Some people are never satisfied. Rather than appreciating the wonderful things and people in their lives, they look with envy at people they believe have better lives than they do. If you want to be technical about it, they have the Grass is Greener Syndrome.
Books, movies, and even music echos the self-inflicted misery of envying other people. Their lives. Their success. The question is, do we have the whole story or just what we assume to be true about them?
A 1981 song by Rick Springfield, Jessie’s Girl, is a perfect example of someone experiencing pointless envy. It drives the guy crazy to watch his best friend fall in love. Why? Because he wants what the other guy has.
2011, Wild Thing, by Disco Crash is a song about a horny guy, but with a twist.
“So we journey to her house, one thing led to another
I key the door, we go hit the floor
I looked up, and it was her mother
I didn’t know what to say, I was hanging by a string
She said, hey, you two. I was once like you
And I like to do the wild thing.”
We cannot help but wonder. Is the mother a cougar? Does she want to jump the guy or join the couple? She did say “like” in the present tense. Nowadays, we must be specific, or things can get dicey in a hurry. The song sounds like an Oedipus Complex with a twist.
Of course, nothing can get dicier than the original Oedipus Rex, who gave the complex mentioned above its name. He fell in love with his mother. Poor guy should have left the castle more often with his buddies and gone what passed for barhopping back then. Mommy-love is unsavory. If you have not read the play by Sophocles, you should check it out.
A local radio station read an email from a woman that makes us wonder about our fellow humans on this planet.
The guy she married has gotten friendly with her mother. The mother comes for extended visits, and hubby and mommy are drinking buddies. The young wife feels like a third wheel and wonders if they talk about her after she goes to bed. What prompted her email to the local DJ is the last conversation she had with her mother.

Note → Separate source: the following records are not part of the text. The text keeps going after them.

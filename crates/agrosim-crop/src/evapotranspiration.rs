//! Potential and actual crop water use.
//!
//! The canopy intercepts part of the evaporative demand: bare-soil and
//! open-water evaporation under the canopy decline exponentially with
//! LAI, the remainder drives maximum transpiration `TRAMX`. Actual
//! transpiration is reduced when root-zone moisture drops below the
//! critical point given by the crop's depletion group `DEPNR`, and
//! optionally when the soil is close to saturation (`IOX = 1`).

use agrosim_kernel::{Kiosk, ParameterProvider, VarKind};
use agrosim_types::{Afgen, ComponentId, WeatherRecord, limit};

use crate::error::CropError;
use crate::published::{Field, Published, count};

/// Ratio of the global radiation to the diffuse light extinction.
const KGLOB_FACTOR: f64 = 0.75;

/// Lower bound of the maximum transpiration (cm/day).
const MIN_TRAMX: f64 = 0.000_001;

/// Water-logging days after which oxygen stress is complete.
const DSOS_FULL: f64 = 4.0;

/// Fraction of easily available soil water between field capacity and
/// wilting point.
///
/// Follows the depletion-group approach of Doorenbos et al. (1978):
/// `et0` is the potential transpiration in cm/day and `depnr` the crop
/// group number (1 sensitive to 5 drought tolerant).
pub fn sweaf(et0: f64, depnr: f64) -> f64 {
    const A: f64 = 0.76;
    const B: f64 = 1.5;
    let mut sweaf = 1.0 / B.mul_add(et0, A) - (5.0 - depnr) * 0.10;
    if depnr < 3.0 {
        sweaf += (et0 - 0.6) / (depnr * (depnr + 3.0));
    }
    limit(0.10, 0.95, sweaf)
}

/// Evapotranspiration parameters.
#[derive(Debug, Clone, PartialEq)]
pub struct EvapotranspirationParameters {
    /// Correction of the reference transpiration.
    pub cfet: f64,
    /// Crop depletion group.
    pub depnr: f64,
    /// Extinction coefficient for diffuse light by DVS.
    pub kdiftb: Afgen,
    /// Oxygen stress is simulated (`IOX = 1`, no air ducts).
    pub oxygen_stress: bool,
    /// Critical air content for root aeration (cm3/cm3).
    pub crairc: f64,
    /// Transpiration reduction by CO2, with the concentration.
    pub co2: Option<(f64, Afgen)>,
}

impl EvapotranspirationParameters {
    /// Read from the parameter provider.
    pub fn from_parameters(params: &ParameterProvider) -> Result<Self, CropError> {
        let oxygen_stress = params.flag("IOX")? && !params.flag("IAIRDU")?;
        let co2 = if params.contains("CO2") {
            Some((params.number("CO2")?, params.table("CO2TRATB")?))
        } else {
            None
        };
        Ok(Self {
            cfet: params.number("CFET")?,
            depnr: params.number("DEPNR")?,
            kdiftb: params.table("KDIFTB")?,
            oxygen_stress,
            crairc: if oxygen_stress { params.number("CRAIRC")? } else { 0.0 },
            co2,
        })
    }
}

/// Daily water use rates (cm/day unless noted).
#[derive(Debug, Clone, Copy, PartialEq)]
pub struct EvapotranspirationRates {
    /// Maximum evaporation from a water surface under the canopy.
    pub evwmx: f64,
    /// Maximum evaporation from the soil under the canopy.
    pub evsmx: f64,
    /// Maximum transpiration.
    pub tramx: f64,
    /// Actual transpiration.
    pub tra: f64,
    /// Reduction factor for water stress.
    pub rfws: f64,
    /// Reduction factor for oxygen stress.
    pub rfos: f64,
    /// Combined transpiration reduction factor.
    pub rftra: f64,
}

impl EvapotranspirationRates {
    /// No transpiration; the soil evaporates as if bare.
    pub const fn bare_soil(weather: &WeatherRecord) -> Self {
        Self {
            evwmx: weather.e0,
            evsmx: weather.es0,
            tramx: 0.0,
            tra: 0.0,
            rfws: 1.0,
            rfos: 1.0,
            rftra: 1.0,
        }
    }
}

/// Stress day counters.
#[derive(Debug, Clone, Copy, Default, PartialEq, Eq)]
pub struct StressDays {
    /// Days with water stress.
    pub idwst: u32,
    /// Days with oxygen stress.
    pub idost: u32,
}

fn rate_fields() -> [Field<EvapotranspirationRates>; 7] {
    [
        ("EVWMX", |r| r.evwmx),
        ("EVSMX", |r| r.evsmx),
        ("TRAMX", |r| r.tramx),
        ("TRA", |r| r.tra),
        ("RFWS", |r| r.rfws),
        ("RFOS", |r| r.rfos),
        ("RFTRA", |r| r.rftra),
    ]
}

fn state_fields() -> [Field<StressDays>; 2] {
    [("IDWST", |s| count(s.idwst)), ("IDOST", |s| count(s.idost))]
}

/// Crop evapotranspiration and water stress.
#[derive(Debug, Clone)]
pub struct Evapotranspiration {
    params: EvapotranspirationParameters,
    /// Rates of the current day.
    pub rates: EvapotranspirationRates,
    /// Stress day counters.
    pub states: StressDays,
    published_rates: Published<EvapotranspirationRates>,
    published_states: Published<StressDays>,
}

impl Evapotranspiration {
    /// Read the parameters and publish with bare-soil rates.
    pub fn initialize(
        kiosk: &mut Kiosk,
        owner: ComponentId,
        params: &ParameterProvider,
        weather: &WeatherRecord,
    ) -> Result<Self, CropError> {
        let rates = EvapotranspirationRates::bare_soil(weather);
        let states = StressDays::default();
        Ok(Self {
            params: EvapotranspirationParameters::from_parameters(params)?,
            published_rates: Published::publish(kiosk, owner, VarKind::Rate, &rate_fields(), &rates)?,
            published_states: Published::publish(kiosk, owner, VarKind::State, &state_fields(), &states)?,
            rates,
            states,
        })
    }

    /// Compute today's rates from the root-zone moisture in the kiosk.
    pub fn calc_rates(
        &mut self,
        kiosk: &mut Kiosk,
        owner: ComponentId,
        weather: &WeatherRecord,
        dvs: f64,
        lai: f64,
    ) -> Result<EvapotranspirationRates, CropError> {
        let p = &self.params;
        let sm = kiosk.scalar("SM")?;
        let smw = kiosk.scalar("SMW")?;
        let smfcf = kiosk.scalar("SMFCF")?;
        let sm0 = kiosk.scalar("SM0")?;

        let kglob = KGLOB_FACTOR * p.kdiftb.eval(dvs);
        let ekl = (-kglob * lai).exp();
        let co2_tra = p.co2.as_ref().map_or(1.0, |(co2, table)| table.eval(*co2));
        let evwmx = weather.e0 * ekl;
        let evsmx = f64::max(0.0, weather.es0 * ekl);
        let tramx = f64::max(MIN_TRAMX, weather.et0 * p.cfet * (1.0 - ekl) * co2_tra);

        let swdep = sweaf(weather.et0 * p.cfet, p.depnr);
        let smcr = (1.0 - swdep).mul_add(smfcf - smw, smw);
        let rfws = limit(0.0, 1.0, (sm - smw) / (smcr - smw));

        let rfos = if p.oxygen_stress && lai > 0.0 {
            let dsos = kiosk.find_scalar("DSOS").unwrap_or(0.0);
            let rfosmx = limit(0.0, 1.0, (sm0 - sm) / p.crairc);
            (1.0 - f64::min(dsos, DSOS_FULL) / DSOS_FULL).mul_add(1.0 - rfosmx, rfosmx)
        } else {
            1.0
        };

        let rftra = rfws * rfos;
        self.rates = EvapotranspirationRates {
            evwmx,
            evsmx,
            tramx,
            tra: tramx * rftra,
            rfws,
            rfos,
            rftra,
        };
        self.published_rates.write(kiosk, owner, &self.rates)?;
        Ok(self.rates)
    }

    /// Rates of a day without a canopy.
    pub fn bare_soil(&mut self, kiosk: &mut Kiosk, owner: ComponentId, weather: &WeatherRecord) -> Result<(), CropError> {
        self.rates = EvapotranspirationRates::bare_soil(weather);
        self.published_rates.write(kiosk, owner, &self.rates)?;
        Ok(())
    }

    /// Count stress days.
    pub fn integrate(&mut self, kiosk: &mut Kiosk, owner: ComponentId) -> Result<(), CropError> {
        if self.rates.rfws < 1.0 {
            self.states.idwst = self.states.idwst.saturating_add(1);
        }
        if self.rates.rfos < 1.0 {
            self.states.idost = self.states.idost.saturating_add(1);
        }
        self.published_states.write(kiosk, owner, &self.states)?;
        Ok(())
    }

    /// Clear the counters.
    pub fn reset(&mut self, kiosk: &mut Kiosk, owner: ComponentId) -> Result<(), CropError> {
        self.states = StressDays::default();
        self.published_states.write(kiosk, owner, &self.states)?;
        Ok(())
    }
}
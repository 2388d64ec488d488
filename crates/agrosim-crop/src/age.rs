//! Parameters that may vary with crop age.
//!
//! Annual crops give a plain number (for example `CVL = 0.685`). Perennial
//! crops may give the same parameter as an interpolation table over the
//! age of the crop in years (`CVL = [1, 0.68, 10, 0.72]`). [`AgeCurve`]
//! accepts both, so the submodels never branch on the crop variant.

use agrosim_kernel::{Kiosk, ParamValue, ParameterError, ParameterProvider};
use agrosim_types::Afgen;

/// Kiosk name of the crop age published by perennial phenology.
pub const AGE: &str = "AGE";

/// A number, or a table of that number over crop age.
#[derive(Debug, Clone, PartialEq)]
pub enum AgeCurve {
    /// Same value at every age.
    Constant(f64),
    /// Interpolated over age in years.
    ByAge(Afgen),
}

impl AgeCurve {
    /// Read parameter `name` as a number or an age table.
    pub fn read(params: &ParameterProvider, name: &str) -> Result<Self, ParameterError> {
        match params.get(name) {
            Some(ParamValue::Table(_)) => Ok(Self::ByAge(params.table(name)?)),
            _ => Ok(Self::Constant(params.number(name)?)),
        }
    }

    /// Value at `age` years.
    pub fn at(&self, age: u32) -> f64 {
        match self {
            Self::Constant(v) => *v,
            Self::ByAge(table) => table.eval(f64::from(age)),
        }
    }
}

/// Current crop age class; annual crops have no age and are class 0.
#[allow(clippy::cast_possible_truncation, clippy::cast_sign_loss)]
pub fn crop_age(kiosk: &Kiosk) -> u32 {
    kiosk
        .find_scalar(AGE)
        .map_or(0, |age| age.clamp(0.0, f64::from(u32::MAX)) as u32)
}
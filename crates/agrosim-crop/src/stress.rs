//! Nutrient nutrition indices and the growth reduction they cause.
//!
//! Each index compares the concentration in the living leaves and stems
//! with the residual (index near zero) and critical (index one)
//! concentrations. The most limiting nutrient sets `NPKI`, which reduces
//! light use efficiency quadratically through `NLUE_NPK`.

use agrosim_kernel::{Kiosk, ParameterProvider, VarKind};
use agrosim_types::{ComponentId, limit};

use crate::error::CropError;
use crate::nutrients::{CropNutrientStates, Nutrient, NutrientParameters, NpkCropDynamics};
use crate::published::{Field, Published};
use crate::respiration::OrganWeights;

/// Lowest value a nutrition index can take.
const MIN_INDEX: f64 = 0.001;

/// Nutrition indices of the current day.
#[derive(Debug, Clone, Copy, PartialEq)]
pub struct NutrientIndices {
    /// Nitrogen nutrition index.
    pub nni: f64,
    /// Phosphorus nutrition index.
    pub pni: f64,
    /// Potassium nutrition index.
    pub kni: f64,
    /// Index of the most limiting nutrient.
    pub npki: f64,
    /// Reduction factor of light use efficiency.
    pub rfnpk: f64,
}

impl Default for NutrientIndices {
    fn default() -> Self {
        Self {
            nni: 1.0,
            pni: 1.0,
            kni: 1.0,
            npki: 1.0,
            rfnpk: 1.0,
        }
    }
}

fn rate_fields() -> [Field<NutrientIndices>; 5] {
    [
        ("NNI", |r| r.nni),
        ("PNI", |r| r.pni),
        ("KNI", |r| r.kni),
        ("NPKI", |r| r.npki),
        ("RFNPK", |r| r.rfnpk),
    ]
}

/// Nutrition index of one nutrient in the vegetative biomass.
pub fn nutrition_index(
    p: &NutrientParameters,
    s: &CropNutrientStates,
    weights: &OrganWeights,
    dvs: f64,
) -> f64 {
    let vbm = weights.wlv + weights.wst;
    if vbm <= 0.0 {
        return 1.0;
    }
    let (max_lv, max_st, _) = p.max_concentrations(dvs);
    let max_veg = max_lv.mul_add(weights.wlv, max_st * weights.wst) / vbm;
    let crit = p.crit_fr * max_veg;
    let resid = p.residlv.mul_add(weights.wlv, p.residst * weights.wst) / vbm;
    if crit <= resid {
        return 1.0;
    }
    let conc = (s.lv + s.st) / vbm;
    limit(MIN_INDEX, 1.0, (conc - resid) / (crit - resid))
}

/// Daily nutrient stress.
#[derive(Debug, Clone)]
pub struct NpkStress {
    nlue_npk: f64,
    /// Indices of the current day.
    pub rates: NutrientIndices,
    published: Published<NutrientIndices>,
}

impl NpkStress {
    /// Read `NLUE_NPK` and publish unstressed indices.
    pub fn initialize(kiosk: &mut Kiosk, owner: ComponentId, params: &ParameterProvider) -> Result<Self, CropError> {
        let rates = NutrientIndices::default();
        Ok(Self {
            nlue_npk: params.number("NLUE_NPK")?,
            published: Published::publish(kiosk, owner, VarKind::Rate, &rate_fields(), &rates)?,
            rates,
        })
    }

    /// Indices from the current nutrient amounts and organ weights.
    pub fn calc_rates(
        &mut self,
        kiosk: &mut Kiosk,
        owner: ComponentId,
        npk: &NpkCropDynamics,
        weights: &OrganWeights,
        dvs: f64,
    ) -> Result<NutrientIndices, CropError> {
        let mut indices = NutrientIndices::default();
        for (nutrient, params, states) in npk.pools() {
            let index = nutrition_index(params, states, weights, dvs);
            match nutrient {
                Nutrient::N => indices.nni = index,
                Nutrient::P => indices.pni = index,
                Nutrient::K => indices.kni = index,
            }
        }
        indices.npki = indices.nni.min(indices.pni).min(indices.kni);
        let shortage = 1.0001 - indices.npki;
        indices.rfnpk = limit(0.0, 1.0, (self.nlue_npk * shortage).mul_add(-shortage, 1.0));
        self.rates = indices;
        self.published.write(kiosk, owner, &self.rates)?;
        Ok(indices)
    }

    /// No stress on days the crop does not grow.
    pub fn clear_rates(&mut self, kiosk: &mut Kiosk, owner: ComponentId) -> Result<(), CropError> {
        self.rates = NutrientIndices::default();
        self.published.write(kiosk, owner, &self.rates)?;
        Ok(())
    }
}

#[cfg(test)]
#[allow(clippy::unwrap_used)]
mod tests {
    use agrosim_types::{CropEndType, CropStartType};

    use super::*;
    use crate::fixtures;

    const INITIAL: OrganWeights = OrganWeights {
        wlv: 68.25,
        wst: 36.75,
        wrt: 105.0,
        wso: 0.0,
    };

    fn setup() -> (Kiosk, ComponentId, NpkCropDynamics, NpkStress) {
        let params = fixtures::provider(fixtures::ANNUAL, CropStartType::Emergence, CropEndType::Maturity);
        let mut kiosk = Kiosk::new();
        let owner = ComponentId::new();
        let npk = NpkCropDynamics::initialize(&mut kiosk, owner, &params, 0.0, &INITIAL).unwrap();
        let stress = NpkStress::initialize(&mut kiosk, owner, &params).unwrap();
        (kiosk, owner, npk, stress)
    }

    #[test]
    fn well_supplied_crop_is_not_stressed() {
        let (mut kiosk, owner, npk, mut stress) = setup();
        let indices = stress.calc_rates(&mut kiosk, owner, &npk, &INITIAL, 0.0).unwrap();
        assert!((indices.npki - 1.0).abs() < 1e-9);
        assert!(indices.rfnpk > 0.999_999);
        assert!((kiosk.scalar("NNI").unwrap() - 1.0).abs() < 1e-9);
    }

    #[test]
    fn diluted_nutrients_reduce_growth() {
        let (mut kiosk, owner, npk, mut stress) = setup();
        let grown = OrganWeights { wlv: 200.0, ..INITIAL };
        let indices = stress.calc_rates(&mut kiosk, owner, &npk, &grown, 0.0).unwrap();
        assert!((indices.nni - 0.3536).abs() < 1e-3);
        assert!((indices.kni - 0.3473).abs() < 1e-3);
        assert!((indices.npki - indices.kni).abs() < f64::EPSILON);
        let shortage = 1.0001 - indices.npki;
        assert!((indices.rfnpk - (1.0 - 1.1 * shortage * shortage)).abs() < 1e-9);
        assert!((kiosk.scalar("RFNPK").unwrap() - indices.rfnpk).abs() < f64::EPSILON);
    }

    #[test]
    fn cleared_rates_report_no_stress() {
        let (mut kiosk, owner, npk, mut stress) = setup();
        let grown = OrganWeights { wlv: 200.0, ..INITIAL };
        stress.calc_rates(&mut kiosk, owner, &npk, &grown, 0.0).unwrap();
        stress.clear_rates(&mut kiosk, owner).unwrap();
        assert!((kiosk.scalar("NPKI").unwrap() - 1.0).abs() < f64::EPSILON);
    }
}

“You need to step up your sexy if you what to keep your man,” momma suggested.
When the DJ finished reading the email on the air, countless questions popped into this writer’s fertile mind.
Did the husband confide about personal things to his mother-in-law? Did he turn to the woman hoping she would talk to her daughter about the bedroom situation? What kind of man whines about his sex life to his wife’s mother? Perhaps he considers the woman a second mother, or are things less savory between them? Was the mother-in-law a cougar, experiencing a grass is greener moment regarding her son-in-law?
Whatever the situation between this odd menage a trois, there is an elephant-sized communication problem. Too much sharing between the woman’s husband and mommy dearest. Not enough communication between the couple.
If things do not get straightened out between the couple, their possible future paths could be problematic. Does the mother’s chat with her daughter lead to a long-overdue discussion between the couple and a stronger marriage? Or, does the guy divorce his wife and marry her mother?
As we mentioned in a recent column, humans and animals have more in common than we like to believe.
For example, a cow sticks her head between the gap in the barbed wire fence to chow down on the grass on the other side. Before long, the rest of the herd follows suit because Eloise must be onto something delicious. None of them care if they get nicked by the barbed wire because they have their eye on what they believe is the ultimate meal.
People behave the same way. A supposed female friend seduces and steals the guy you thought was yours. But after the initial heartbreak heals, you may conclude they deserve each other.